Zach Pine Nature Sculpture - Event Heading

Secrets of Sand Globes Revealed
Free Instructional Workshop and Collaborative Art Installation

Stinson Beach, CA; September 1, 2008

I've refined my technique for making globes of sand over the past nine years. In five minutes I can teach the basic technique; it usually takes beginners about ten minutes to make a grapefruit-sized globe. The globes have an evocative "planetary" quality that has inspired me to use them as elements of many nature sculptures over the years.

At this event, I taught everyone in sight to make sand globes (and encouraged them to teach others!) Then, as in all my collaborative art-with-nature events, we assembled them without a predetermined plan in a spontaneously evolving art installation on the beach.
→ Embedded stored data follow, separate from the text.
/// Byte location of inode `ino` on disk.
fn inode_position(
    sb: &Superblock,
    groups: &GroupTable,
    ino: InodeNo,
) -> Ext4Result<u64> {
    if ino == 0 || ino > sb.s_inodes_count {
        return Err(Error::Corrupted("inode number out of range"));
    }
    let index = ino - 1;
    let group = index / sb.s_inodes_per_group;
    let slot = u64::from(index % sb.s_inodes_per_group);
    let table = groups.desc(group)?.inode_table(sb);
    Ok(table * sb.blk_size() + slot * sb.inode_size() as u64)
}

/// Reads the record for inode `ino`.
pub fn read_inode<D: BlockDevice>(
    io: &mut IoChannel<D>,
    sb: &Superblock,
    groups: &GroupTable,
    ino: InodeNo,
) -> Ext4Result<Inode> {
    let pos = inode_position(sb, groups, ino)?;
    let rec_size = sb.inode_size();
    let mut raw = vec![0u8; rec_size];
    io.read_bytes(pos, &mut raw)?;

    let mut inode = Inode::zeroed();
    let len = rec_size.min(INODE_RECORD_SIZE);
    bytes_of_mut(&mut inode)[..len].copy_from_slice(&raw[..len]);
    inode.verify_chksum(sb, ino);
    Ok(inode)
}

/// Writes the record for inode `ino`, bumping its version word.
pub fn write_inode<D: BlockDevice>(
    io: &mut IoChannel<D>,
    sb: &Superblock,
    groups: &GroupTable,
    ino: InodeNo,
    inode: &mut Inode,
) -> CanFail {
    let pos = inode_position(sb, groups, ino)?;
    inode.i_version_lo = inode.i_version_lo.wrapping_add(1);
    inode.update_chksum(sb, ino);
    let len = sb.inode_size().min(INODE_RECORD_SIZE);
    io.write_bytes(pos, &bytes_of(inode)[..len])
}

/// Zeroes the full on-disk slot for `ino`, then writes `inode` into it.
pub fn write_new_inode<D: BlockDevice>(
    io: &mut IoChannel<D>,
    sb: &Superblock,
    groups: &GroupTable,
    ino: InodeNo,
    inode: &mut Inode,
) -> CanFail {
    let pos = inode_position(sb, groups, ino)?;
    let rec_size = sb.inode_size();
    if rec_size > 128 && sb.has_ro_compat(RoCompatFeatures::EXTRA_ISIZE) {
        inode.i_extra_isize = (INODE_RECORD_SIZE - 128) as u16;
    }
    io.write_bytes(pos, &vec![0u8; rec_size])?;
    write_inode(io, sb, groups, ino, inode)
}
See this movie of the event (click here for the low-resolution version on YouTube if the previous link doesn't work well for you), and this photo gallery of the event.

These movies show basics of sand globe making and what happens when globes are encountered by unsuspecting beachgoers. (Click here for the low-resolution versions on YouTube if the previous links don't work well for you)

The intermolecular force that attracts water molecules to each other and to the grains of sand is the "glue" that holds the globe together. (See this video of water in outer space to get an idea of the strength of attraction that water has to itself.)